Hill was also a physicist by background, but came to the AEA chair at the age of 46 with the reputation of a modern businessman and top-class man-manager who had made a notable success of the production and reprocessing of nuclear fuels at AEA sites such as Windscale, in Cumbria, and Capenhurst in Cheshire.

The profitable fuels business was hived off into a new company, British Nuclear Fuels, in 1971, with Hill as its chairman.

The smaller radiochemical research arm of the authority was also turned into a stand-alone business and became, as Amersham International, one of the first state entities to be successfully privatised by Margaret Thatcher's government in 1982; again Hill was chairman, a post he held until 1988.

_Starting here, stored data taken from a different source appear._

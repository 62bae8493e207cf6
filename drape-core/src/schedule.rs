//! Noise schedules read from a pipeline's `scheduler/scheduler_config.json`.
//!
//! The same config drives the DDIM sampler at generation time and the
//! forward process during fine-tuning, so both agree on what the UNet
//! predicts: the noise (`epsilon`), the velocity (`v_prediction`, the 768px
//! v2 checkpoints) or the clean latents (`sample`).

use std::path::Path;

use anyhow::{Context, Result};
use candle_core::{Device, Tensor};
use candle_transformers::models::stable_diffusion::{
    ddim::DDIMSchedulerConfig,
    schedulers::{BetaSchedule, PredictionType},
};
use serde::{Deserialize, Serialize};

use crate::{ModelFamily, ModelFiles, ResolvedModel};

pub(crate) const SCHEDULER_CONFIG: &str = "scheduler/scheduler_config.json";

/// The subset of a diffusers `scheduler_config.json` the sampler and trainer rely on.
#[derive(Debug, Clone, PartialEq, Serialize, Deserialize)]
pub struct NoiseScheduleConfig {
    #[serde(rename = "_class_name", default = "default_class_name")]
    pub class_name: String,
    #[serde(default = "default_train_timesteps")]
    pub num_train_timesteps: usize,
    #[serde(default = "default_beta_start")]
    pub beta_start: f64,
    #[serde(default = "default_beta_end")]
    pub beta_end: f64,
    #[serde(default = "default_beta_schedule")]
    pub beta_schedule: String,
    #[serde(default = "default_prediction_type")]
    pub prediction_type: String,
    #[serde(default = "default_steps_offset")]
    pub steps_offset: usize,
}

fn default_class_name() -> String {
    "DDPMScheduler".to_string()
}
fn default_train_timesteps() -> usize {
    1000
}
fn default_beta_start() -> f64 {
    0.00085
}
fn default_beta_end() -> f64 {
    0.012
}
fn default_beta_schedule() -> String {
    "scaled_linear".to_string()
}
fn default_prediction_type() -> String {
    "epsilon".to_string()
}
fn default_steps_offset() -> usize {
    1
}

impl Default for NoiseScheduleConfig {
    fn default() -> Self {
        Self {
            class_name: default_class_name(),
            num_train_timesteps: default_train_timesteps(),
            beta_start: default_beta_start(),
            beta_end: default_beta_end(),
            beta_schedule: default_beta_schedule(),
            prediction_type: default_prediction_type(),
            steps_offset: default_steps_offset(),
        }
    }
}

impl NoiseScheduleConfig {
    pub fn from_file(path: &Path) -> Result<Self> {
        let raw = std::fs::read_to_string(path)
            .with_context(|| format!("failed to read {}", path.display()))?;
        serde_json::from_str(&raw).with_context(|| format!("failed to parse {}", path.display()))
    }

    pub fn save(&self, path: &Path) -> Result<()> {
        std::fs::write(path, serde_json::to_string_pretty(self)?)
            .with_context(|| format!("failed to write {}", path.display()))
    }

    /// Used when a pipeline ships no scheduler config. The 768px v2
    /// checkpoints predict velocity, their `-base` 512px siblings and every
    /// other family predict noise.
    pub fn fallback_for(model: &ResolvedModel) -> Self {
        let v_prediction =
            model.family == ModelFamily::V2_1 && !model.source.to_string().contains("base");
        Self {
            prediction_type: if v_prediction { "v_prediction" } else { "epsilon" }.to_string(),
            ..Default::default()
        }
    }

    pub fn prediction(&self) -> Result<PredictionType> {
        match self.prediction_type.as_str() {
            "epsilon" => Ok(PredictionType::Epsilon),
            "v_prediction" => Ok(PredictionType::VPrediction),
            "sample" => Ok(PredictionType::Sample),
            other => anyhow::bail!("unsupported prediction_type {other:?}"),
        }
    }

    pub fn betas(&self) -> Result<BetaSchedule> {
        match self.beta_schedule.as_str() {
            "scaled_linear" => Ok(BetaSchedule::ScaledLinear),
            "linear" => Ok(BetaSchedule::Linear),
            "squaredcos_cap_v2" => Ok(BetaSchedule::SquaredcosCapV2),
            other => anyhow::bail!("unsupported beta_schedule {other:?}"),
        }
    }

    /// The DDIM sampler for this schedule, whatever scheduler class the
    /// pipeline was saved with.
    pub fn ddim_config(&self) -> Result<DDIMSchedulerConfig> {
        Ok(DDIMSchedulerConfig {
            beta_start: self.beta_start,
            beta_end: self.beta_end,
            beta_schedule: self.betas()?,
            steps_offset: self.steps_offset,
            prediction_type: self.prediction()?,
            train_timesteps: self.num_train_timesteps,
            ..Default::default()
        })
    }
}

/// Reads the pipeline's scheduler config, or [`NoiseScheduleConfig::fallback_for`]
/// when it has none.
pub async fn load_schedule_config(
    files: &ModelFiles<'_>,
    model: &ResolvedModel,
) -> Result<NoiseScheduleConfig> {
    match files.get(SCHEDULER_CONFIG).await {
        Ok(path) => NoiseScheduleConfig::from_file(&path),
        Err(err) => {
            let fallback = NoiseScheduleConfig::fallback_for(model);
            tracing::warn!(
                "{err:#}, using the default {} noise schedule",
                fallback.prediction_type
            );
            Ok(fallback)
        }
    }
}

/// Forward diffusion: how much signal survives at each training timestep.
#[derive(Debug, Clone)]
pub struct NoiseSchedule {
    config: NoiseScheduleConfig,
    prediction: PredictionType,
    alphas_cumprod: Vec<f64>,
}

impl NoiseSchedule {
    pub fn new(config: NoiseScheduleConfig) -> Result<Self> {
        let n = config.num_train_timesteps;
        anyhow::ensure!(n > 0, "num_train_timesteps must be positive");
        let prediction = config.prediction()?;
        let betas: Vec<f64> = match config.beta_schedule.as_str() {
            "scaled_linear" => linspace(config.beta_start.sqrt(), config.beta_end.sqrt(), n)
                .into_iter()
                .map(|b| b * b)
                .collect(),
            "linear" => linspace(config.beta_start, config.beta_end, n),
            other => anyhow::bail!("unsupported beta_schedule {other:?} for training"),
        };
        let mut alphas_cumprod = Vec::with_capacity(n);
        let mut acc = 1.0;
        for beta in betas {
            acc *= 1.0 - beta;
            alphas_cumprod.push(acc);
        }
        Ok(Self {
            config,
            prediction,
            alphas_cumprod,
        })
    }

    pub fn config(&self) -> &NoiseScheduleConfig {
        &self.config
    }

    pub fn prediction(&self) -> PredictionType {
        self.prediction
    }

    pub fn num_train_timesteps(&self) -> usize {
        self.alphas_cumprod.len()
    }

    pub fn alpha_cumprod(&self, timestep: usize) -> f64 {
        self.alphas_cumprod[timestep]
    }

    /// `sqrt(ᾱ_t)` and `sqrt(1-ᾱ_t)` per example, shaped to broadcast over `original`.
    fn coefficients(&self, original: &Tensor, timesteps: &[usize]) -> Result<(Tensor, Tensor)> {
        let batch = original.dim(0)?;
        anyhow::ensure!(
            timesteps.len() == batch,
            "{} timesteps for a batch of {batch}",
            timesteps.len()
        );
        let mut signal = Vec::with_capacity(batch);
        let mut sigma = Vec::with_capacity(batch);
        for &t in timesteps {
            anyhow::ensure!(t < self.num_train_timesteps(), "timestep {t} out of range");
            let ac = self.alphas_cumprod[t];
            signal.push(ac.sqrt() as f32);
            sigma.push((1.0 - ac).sqrt() as f32);
        }
        let mut coeff_shape = vec![1; original.rank()];
        coeff_shape[0] = batch;
        let coeff = |values: Vec<f32>, device: &Device| -> Result<Tensor> {
            Ok(Tensor::from_vec(values, coeff_shape.as_slice(), device)?.to_dtype(original.dtype())?)
        };
        Ok((coeff(signal, original.device())?, coeff(sigma, original.device())?))
    }

    /// `sqrt(ᾱ_t)·x0 + sqrt(1-ᾱ_t)·noise`, with one timestep per example.
    pub fn add_noise(&self, original: &Tensor, noise: &Tensor, timesteps: &[usize]) -> Result<Tensor> {
        let (signal, sigma) = self.coefficients(original, timesteps)?;
        Ok((original.broadcast_mul(&signal)? + noise.broadcast_mul(&sigma)?)?)
    }

    /// What the UNet is trained to output for these noised examples.
    pub fn training_target(
        &self,
        original: &Tensor,
        noise: &Tensor,
        timesteps: &[usize],
    ) -> Result<Tensor> {
        match self.prediction {
            PredictionType::Epsilon => Ok(noise.clone()),
            PredictionType::Sample => Ok(original.clone()),
            // v = sqrt(ᾱ_t)·noise - sqrt(1-ᾱ_t)·x0
            PredictionType::VPrediction => {
                let (signal, sigma) = self.coefficients(original, timesteps)?;
                Ok((noise.broadcast_mul(&signal)? - original.broadcast_mul(&sigma)?)?)
            }
        }
    }
}

fn linspace(start: f64, end: f64, n: usize) -> Vec<f64> {
    if n == 1 {
        return vec![start];
    }
    let step = (end - start) / (n - 1) as f64;
    (0..n).map(|i| start + step * i as f64).collect()
}
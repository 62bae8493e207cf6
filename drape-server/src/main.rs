use std::path::PathBuf;
use std::sync::Arc;

use anyhow::{Context, Result};
use clap::builder::FalseyValueParser;
use clap::{ArgAction, Parser};
use drape_core::{
    load_model, load_with_fallback, resolve, DeviceMap, GenerationDefaults, Generator,
    DEFAULT_MODEL_ID,
};
use hf_hub::api::tokio::Api;
use tokio::net::TcpListener;
use tracing_subscriber::EnvFilter;

mod routes;

use routes::{router, AppState};

#[derive(Parser, Debug)]
#[command(author, version, about = "Clothing image generation server")]
struct Args {
    /// Use CPU instead of GPU
    #[arg(long)]
    cpu: bool,

    /// Hugging Face model id or alias
    #[arg(long, env = "MODEL_ID", default_value = DEFAULT_MODEL_ID)]
    model_id: String,

    /// Local pipeline directory, preferred over the model id when it exists
    #[arg(long, env = "MODEL_PATH")]
    model_path: Option<PathBuf>,

    /// Where generated images are written and served from
    #[arg(long, env = "OUTPUT_DIR", default_value = "./outputs")]
    output_dir: PathBuf,

    #[arg(long, env = "DEFAULT_STEPS", default_value_t = 30)]
    default_steps: usize,

    #[arg(long, env = "DEFAULT_GUIDANCE", default_value_t = 7.5)]
    default_guidance: f64,

    /// Host address to bind the server to
    #[arg(long, env = "HOST", default_value = "0.0.0.0")]
    host: String,

    /// Port to bind the server to
    #[arg(long, env = "PORT", default_value_t = 5001)]
    port: u16,

    /// Log at debug level. `DEBUG` is case-insensitive, so `True` and `FALSE` work
    #[arg(
        long,
        env = "DEBUG",
        action = ArgAction::SetTrue,
        value_parser = FalseyValueParser::new()
    )]
    debug: bool,
}

#[tokio::main]
async fn main() -> Result<()> {
    dotenv::dotenv().ok();
    let args = Args::parse();

    let level = if args.debug { "debug" } else { "info" };
    tracing_subscriber::fmt()
        .with_env_filter(EnvFilter::try_from_default_env().unwrap_or_else(|_| EnvFilter::new(level)))
        .init();

    // --- Load the model once, falling back to the default id ---
    let api = Api::new()?;
    let device_map = DeviceMap::from_cpu_flag(args.cpu);
    let requested = resolve(args.model_path.as_deref(), Some(&args.model_id));
    let (model, loaded) =
        load_with_fallback(requested, |m| load_model(m, api.clone(), device_map))
            .await
            .context("failed to load any model")?;
    tracing::info!("Model loaded successfully: {}", loaded.source);

    let state = AppState {
        generator: Arc::new(Generator::new(model, &args.output_dir)),
        defaults: GenerationDefaults {
            steps: args.default_steps,
            guidance_scale: args.default_guidance,
            ..Default::default()
        },
    };

    // --- Start the server ---
    let bind_address = format!("{}:{}", args.host, args.port);
    let listener = TcpListener::bind(&bind_address)
        .await
        .with_context(|| format!("failed to bind {bind_address}"))?;
    tracing::info!("Started server on {}", listener.local_addr()?);
    tracing::info!("Images are written to {}", args.output_dir.display());
    axum::serve(listener, router(state))
        .with_graceful_shutdown(async {
            tokio::signal::ctrl_c().await.ok();
            tracing::info!("Shutting down");
        })
        .await?;

    Ok(())
}
use std::path::Path as FsPath;
use std::sync::Arc;

use axum::{
    extract::{rejection::JsonRejection, Json, Path, State},
    http::{header, StatusCode},
    response::{IntoResponse, Response},
    routing::{get, post},
    Router,
};
use drape_core::{
    png_to_base64, GenerateError, GenerationDefaults, GenerationParams, GenerationRequest, Generator,
};
use serde_json::{json, Value};
use tower_http::cors::CorsLayer;

#[derive(Clone)]
pub struct AppState {
    pub generator: Arc<Generator>,
    pub defaults: GenerationDefaults,
}

#[derive(Debug, thiserror::Error)]
pub enum ApiError {
    #[error("Missing 'prompt' in request body")]
    MissingPrompt,
    #[error("{0}")]
    BadRequest(String),
    #[error("Image not found")]
    NotFound,
    #[error("{0}")]
    Internal(String),
}

impl From<GenerateError> for ApiError {
    fn from(err: GenerateError) -> Self {
        match err {
            GenerateError::Invalid(msg) => ApiError::BadRequest(msg),
            GenerateError::Failed(err) => {
                tracing::error!("Error generating image: {err:#}");
                ApiError::Internal(format!("{err:#}"))
            }
        }
    }
}

impl IntoResponse for ApiError {
    fn into_response(self) -> Response {
        let status = match self {
            ApiError::MissingPrompt | ApiError::BadRequest(_) => StatusCode::BAD_REQUEST,
            ApiError::NotFound => StatusCode::NOT_FOUND,
            ApiError::Internal(_) => StatusCode::INTERNAL_SERVER_ERROR,
        };
        let body = match self {
            ApiError::NotFound => json!({ "error": self.to_string() }),
            _ => json!({ "success": false, "error": self.to_string() }),
        };
        (status, Json(body)).into_response()
    }
}

pub fn router(state: AppState) -> Router {
    Router::new()
        .route("/health", get(health))
        .route("/generate", post(generate))
        .route("/generate/stream", post(generate_stream))
        .route("/generated/{filename}", get(get_image))
        .layer(CorsLayer::permissive())
        .with_state(state)
}

async fn health() -> Json<Value> {
    Json(json!({ "status": "healthy" }))
}

/// A body without a usable prompt is rejected before any other field is looked at.
fn parse_request(body: Result<Json<Value>, JsonRejection>) -> Result<GenerationRequest, ApiError> {
    let Ok(Json(body)) = body else {
        return Err(ApiError::MissingPrompt);
    };
    match body.get("prompt").and_then(Value::as_str) {
        Some(prompt) if !prompt.trim().is_empty() => {}
        _ => return Err(ApiError::MissingPrompt),
    }
    serde_json::from_value(body).map_err(|err| ApiError::BadRequest(err.to_string()))
}

/// Resolves the request and runs `job` off the async runtime.
async fn run_generation<T, F>(
    state: &AppState,
    request: GenerationRequest,
    job: F,
) -> Result<(GenerationParams, T), ApiError>
where
    T: Send + 'static,
    F: FnOnce(&Generator, &GenerationParams) -> Result<T, GenerateError> + Send + 'static,
{
    let params = request.resolve(&state.defaults)?;
    let generator = state.generator.clone();
    let job_params = params.clone();
    let output = tokio::task::spawn_blocking(move || job(&generator, &job_params))
        .await
        .map_err(|err| ApiError::Internal(format!("generation task failed: {err}")))??;
    Ok((params, output))
}

async fn generate(
    State(state): State<AppState>,
    body: Result<Json<Value>, JsonRejection>,
) -> Result<Json<Value>, ApiError> {
    let request = parse_request(body)?;
    let (params, image) = run_generation(&state, request, Generator::generate).await?;
    Ok(Json(json!({
        "success": true,
        "image_url": format!("/generated/{}", image.filename),
        "filename": image.filename,
        "prompt": params.prompt,
    })))
}

async fn generate_stream(
    State(state): State<AppState>,
    body: Result<Json<Value>, JsonRejection>,
) -> Result<Json<Value>, ApiError> {
    let request = parse_request(body)?;
    let (params, (_, png)) = run_generation(&state, request, Generator::generate_png).await?;
    Ok(Json(json!({
        "success": true,
        "image_base64": png_to_base64(&png),
        "prompt": params.prompt,
    })))
}

fn is_plain_file_name(name: &str) -> bool {
    !name.is_empty()
        && name != "."
        && name != ".."
        && FsPath::new(name).file_name().and_then(|n| n.to_str()) == Some(name)
}

async fn get_image(
    State(state): State<AppState>,
    Path(filename): Path<String>,
) -> Result<Response, ApiError> {
    if !is_plain_file_name(&filename) {
        return Err(ApiError::NotFound);
    }
    let path = state.generator.output_dir().join(&filename);
    match tokio::fs::read(&path).await {
        Ok(bytes) => Ok(([(header::CONTENT_TYPE, "image/png")], bytes).into_response()),
        Err(err) => {
            tracing::debug!("{}: {err}", path.display());
            Err(ApiError::NotFound)
        }
    }
}
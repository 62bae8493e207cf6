use std::io::Cursor;

use anyhow::Result;
use base64::{prelude::BASE64_STANDARD, Engine};
use candle_core::utils::{cuda_is_available, metal_is_available};
use candle_core::{DType, Device, Shape, Tensor};
use image::{imageops::FilterType, DynamicImage};
use rand::Rng;
use rand_distr::StandardNormal;

use crate::DeviceMap;

pub fn select_best_device(device_map: DeviceMap) -> Result<Device> {
    match device_map {
        DeviceMap::ForceCpu => Ok(Device::Cpu),
        DeviceMap::Ordinal(ordinal) if cuda_is_available() => Ok(Device::new_cuda(ordinal)?),
        DeviceMap::Ordinal(ordinal) if metal_is_available() => Ok(Device::new_metal(ordinal)?),
        DeviceMap::Ordinal(_) => {
            #[cfg(all(target_os = "macos", target_arch = "aarch64"))]
            {
                tracing::info!("Running on CPU, to run on GPU(metal), build with `--features metal`");
            }
            #[cfg(not(all(target_os = "macos", target_arch = "aarch64")))]
            {
                tracing::info!("Running on CPU, to run on GPU, build with `--features cuda`");
            }
            Ok(Device::Cpu)
        }
    }
}

/// Converts a u8 tensor with shape (3, height, width) into an RGB image.
pub fn tensor_to_image(img: &Tensor) -> Result<DynamicImage> {
    let (channels, height, width) = img.dims3()?;
    if channels != 3 {
        anyhow::bail!("tensor_to_image expects an image with 3 channels, got {channels}");
    }
    let img = img.permute((1, 2, 0))?.flatten_all()?;
    let pixels = img.to_vec1::<u8>()?;
    let buffer = image::ImageBuffer::from_raw(width as u32, height as u32, pixels)
        .ok_or_else(|| candle_core::Error::msg("error converting tensor to image buffer"))?;
    Ok(DynamicImage::ImageRgb8(buffer))
}

/// Loads an image as a (3, size, size) f32 tensor normalized to [-1, 1].
///
/// Non-RGB inputs are converted and images whose dimensions differ from
/// `size` are resized with a Lanczos filter.
pub fn image_to_tensor(img: &DynamicImage, size: usize, device: &Device) -> Result<Tensor> {
    let rgb = img.to_rgb8();
    let rgb = if rgb.dimensions() != (size as u32, size as u32) {
        image::imageops::resize(&rgb, size as u32, size as u32, FilterType::Lanczos3)
    } else {
        rgb
    };
    let data = rgb.into_raw();
    let tensor = Tensor::from_vec(data, (size, size, 3), device)?
        .permute((2, 0, 1))?
        .to_dtype(DType::F32)?;
    Ok(((tensor / 127.5)? - 1.0)?)
}

pub fn image_to_png_bytes(img: &DynamicImage) -> Result<Vec<u8>> {
    let mut bytes = Vec::new();
    img.write_to(&mut Cursor::new(&mut bytes), image::ImageFormat::Png)?;
    Ok(bytes)
}

pub fn png_to_base64(png: &[u8]) -> String {
    BASE64_STANDARD.encode(png)
}

/// Samples standard-normal values from `rng` into an f32 tensor.
///
/// Drawing on the host keeps seeded runs identical regardless of which
/// device the tensor ends up on.
pub fn seeded_randn<S: Into<Shape>, R: Rng>(shape: S, rng: &mut R, device: &Device) -> Result<Tensor> {
    let shape = shape.into();
    let values: Vec<f32> = (0..shape.elem_count())
        .map(|_| rng.sample(StandardNormal))
        .collect();
    Ok(Tensor::from_vec(values, shape, &Device::Cpu)?.to_device(device)?)
}
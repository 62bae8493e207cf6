use std::collections::HashMap;
use std::path::{Path, PathBuf};

use anyhow::{Context, Result};
use candle_core::{DType, Device, Tensor};
use indicatif::{ProgressBar, ProgressStyle};

use super::{CaptionedImages, ImageEncoder, LatentSource};
use crate::image_to_tensor;

pub const LATENTS_FILE: &str = "latents.safetensors";
pub const TEXTS_FILE: &str = "texts.json";
const LATENTS_KEY: &str = "latents";

#[derive(Debug, thiserror::Error)]
pub enum CacheError {
    #[error("cache file {0} not found")]
    Missing(PathBuf),
    #[error("cache holds {latents} latents but {texts} texts")]
    LengthMismatch { latents: usize, texts: usize },
    #[error("cached latents must be (N, C, H, W), got {0:?}")]
    BadShape(Vec<usize>),
    #[error("failed to read cache {path}")]
    Read {
        path: PathBuf,
        #[source]
        source: anyhow::Error,
    },
}

/// Every latent and caption held in memory.
#[derive(Debug)]
pub struct CachedLatents {
    latents: Tensor,
    texts: Vec<String>,
}

impl CachedLatents {
    pub fn new(latents: Tensor, texts: Vec<String>) -> Result<Self, CacheError> {
        let dims = latents.dims().to_vec();
        if dims.len() != 4 {
            return Err(CacheError::BadShape(dims));
        }
        if dims[0] != texts.len() {
            return Err(CacheError::LengthMismatch {
                latents: dims[0],
                texts: texts.len(),
            });
        }
        Ok(Self { latents, texts })
    }

    pub fn latents(&self) -> &Tensor {
        &self.latents
    }

    pub fn texts(&self) -> &[String] {
        &self.texts
    }
}

impl LatentSource for CachedLatents {
    fn len(&self) -> usize {
        self.texts.len()
    }

    fn get(&self, index: usize) -> Result<(Tensor, String)> {
        let text = self
            .texts
            .get(index)
            .with_context(|| format!("index {index} out of range for {} cached examples", self.len()))?;
        Ok((self.latents.get(index)?, text.clone()))
    }
}

pub fn write_cache(dir: &Path, latents: &Tensor, texts: &[String]) -> Result<()> {
    std::fs::create_dir_all(dir)
        .with_context(|| format!("failed to create cache dir {}", dir.display()))?;
    let tensors = HashMap::from([(LATENTS_KEY.to_string(), latents.to_device(&Device::Cpu)?)]);
    candle_core::safetensors::save(&tensors, dir.join(LATENTS_FILE))?;
    let texts = serde_json::to_vec(texts)?;
    std::fs::write(dir.join(TEXTS_FILE), texts)?;
    Ok(())
}

/// Loads both cache files, rejecting a cache whose halves disagree.
pub fn load_cache(dir: &Path) -> Result<CachedLatents, CacheError> {
    let latents_path = dir.join(LATENTS_FILE);
    let texts_path = dir.join(TEXTS_FILE);
    for path in [&latents_path, &texts_path] {
        if !path.is_file() {
            return Err(CacheError::Missing(path.clone()));
        }
    }
    let read_err = |path: &Path| {
        let path = path.to_path_buf();
        move |source: anyhow::Error| CacheError::Read { path, source }
    };

    let mut tensors = candle_core::safetensors::load(&latents_path, &Device::Cpu)
        .map_err(anyhow::Error::from)
        .map_err(read_err(&latents_path))?;
    let latents = tensors
        .remove(LATENTS_KEY)
        .with_context(|| format!("missing tensor {LATENTS_KEY:?}"))
        .map_err(read_err(&latents_path))?
        .to_dtype(DType::F32)
        .map_err(anyhow::Error::from)
        .map_err(read_err(&latents_path))?;

    let raw = std::fs::read(&texts_path)
        .map_err(anyhow::Error::from)
        .map_err(read_err(&texts_path))?;
    let texts: Vec<String> = serde_json::from_slice(&raw)
        .map_err(anyhow::Error::from)
        .map_err(read_err(&texts_path))?;

    CachedLatents::new(latents, texts)
}

/// Like [`load_cache`], but a cache that was never written is `None`.
pub fn open_cache(dir: &Path) -> Result<Option<CachedLatents>, CacheError> {
    match load_cache(dir) {
        Ok(cache) => Ok(Some(cache)),
        Err(CacheError::Missing(path)) => {
            tracing::debug!("{} not found", path.display());
            Ok(None)
        }
        Err(err) => Err(err),
    }
}

/// Encodes every image of `images` and writes the cache to `cache_dir`.
pub fn preprocess<D: CaptionedImages + ?Sized, E: ImageEncoder>(
    images: &D,
    encoder: &E,
    resolution: usize,
    scale: f64,
    batch_size: usize,
    device: &Device,
    cache_dir: &Path,
) -> Result<CachedLatents> {
    anyhow::ensure!(!images.is_empty(), "dataset {} is empty", images.describe());
    anyhow::ensure!(batch_size > 0, "batch size must be positive");
    tracing::info!(
        "Encoding {} images from {} to latent space at {resolution}x{resolution}",
        images.len(),
        images.describe()
    );

    let progress = ProgressBar::new(images.len() as u64);
    progress.set_style(
        ProgressStyle::with_template("{bar:40} {pos}/{len} [{elapsed_precise}<{eta_precise}]")
            .unwrap_or_else(|_| ProgressStyle::default_bar()),
    );

    let mut all_latents = Vec::new();
    let mut all_texts = Vec::with_capacity(images.len());
    let indices: Vec<usize> = (0..images.len()).collect();
    for chunk in indices.chunks(batch_size) {
        let mut pixels = Vec::with_capacity(chunk.len());
        for &index in chunk {
            let (image, text) = images.get(index)?;
            pixels.push(image_to_tensor(&image, resolution, device)?);
            all_texts.push(text);
        }
        let batch = Tensor::stack(&pixels, 0)?;
        let latents = (encoder.encode_latents(&batch)? * scale)?;
        all_latents.push(latents.to_device(&Device::Cpu)?);
        progress.inc(chunk.len() as u64);
    }
    progress.finish_and_clear();

    let latents = Tensor::cat(&all_latents, 0)?;
    tracing::info!("Latent shape: {:?}", latents.dims());
    write_cache(cache_dir, &latents, &all_texts)?;
    tracing::info!("Cached {} images to {}", all_texts.len(), cache_dir.display());
    Ok(CachedLatents::new(latents, all_texts)?)
}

In its central role of leading the development of British nuclear power generation, however, the AEA was caught in interminable political wrangles throughout Hill's tenure, which ended in 1980.
The argument boiled down to a choice between steam-generating heavy water reactors (of which Dounreay was the forerunner and in which British manufacturers claimed a world lead) and pressurised water reactors designed by Westinghouse Corporation of America.
Progress towards a new generation of British-designed and built nuclear plants had stalled by 1974, when Hill and other industry leaders supported a switch to the American design - but Lord Carrington, Edward Heath's energy minister, held out in favour of buying British. Labour returned to power shortly afterwards, and Tony Benn also argued against the American design.
But Hill reconfirmed his view in a report to Benn in 1976, in which he argued that the increased availability of natural gas as a power source, and the rising projected cost of the British reactors, made the original programme uneconomic. The net result was that no new nuclear power stations were built until after Hill's time - when Sizewell, with a Westinghouse reactor, went ahead in the early 1980s.

Throughout these debates Hill treated the views of his opponents with patience and respect. But he defended his industry vehemently against those who, on grounds of safety, opposed it in its entirety. There were, he declared in 1979, "far too many ostriches" who believed that Britain could continue to live on "a buried treasure of fossil fuel".

On the especially sensitive issue of the disposal of nuclear waste, he said that the industry itself, by seeking perfection, had led the public to believe the problem to be worse than it really was: "To say in one breath that [nuclear waste] is not dangerous but that we want to bury it 1,000 feet deep does not sound convincing. Our own caution leads to disbelief."

John McGregor Hill was born in Chester on February 21 1921, the son of a schools' inspector. The family moved to Richmond-upon-Thames, where he went to school; he took a First in Physics at King's College, London, in two years, before serving in the RAF from 1941 to 1946 as an officer in the radar branch.

He returned to academe to take a doctorate at St John's College, Cambridge, working in the Cavendish Laboratory, and subsequently to teach Physics at London University.

In 1950 Hill joined what was then the department of atomic energy in the Ministry of Supply, and took up his first appointment at Windscale.

After the formation of the Atomic Energy Authority in 1954 he was its assistant director of technical policy, based at Risley in Lancashire; he became technical director and subsequently managing director of its production group, and became a member of the authority in 1964.

After leaving the AEA, Hill was chairman of Aurora Holdings, a Sheffield-based engineering group, and of Rea Brothers, a City investment firm. He was president of the British Nuclear Forum from 1984 to 1992.

Hill was knighted in 1969. He received the Melchett Medal of the Institute of Energy in 1974 and was elected a Fellow of the Royal Society in 1981.

A keen golfer, he was captain and president of the Royal Mid-Surrey club.

Sir John Hill, who died on January 14, married, in 1947, Nora Hellett; they had two sons and a daughter.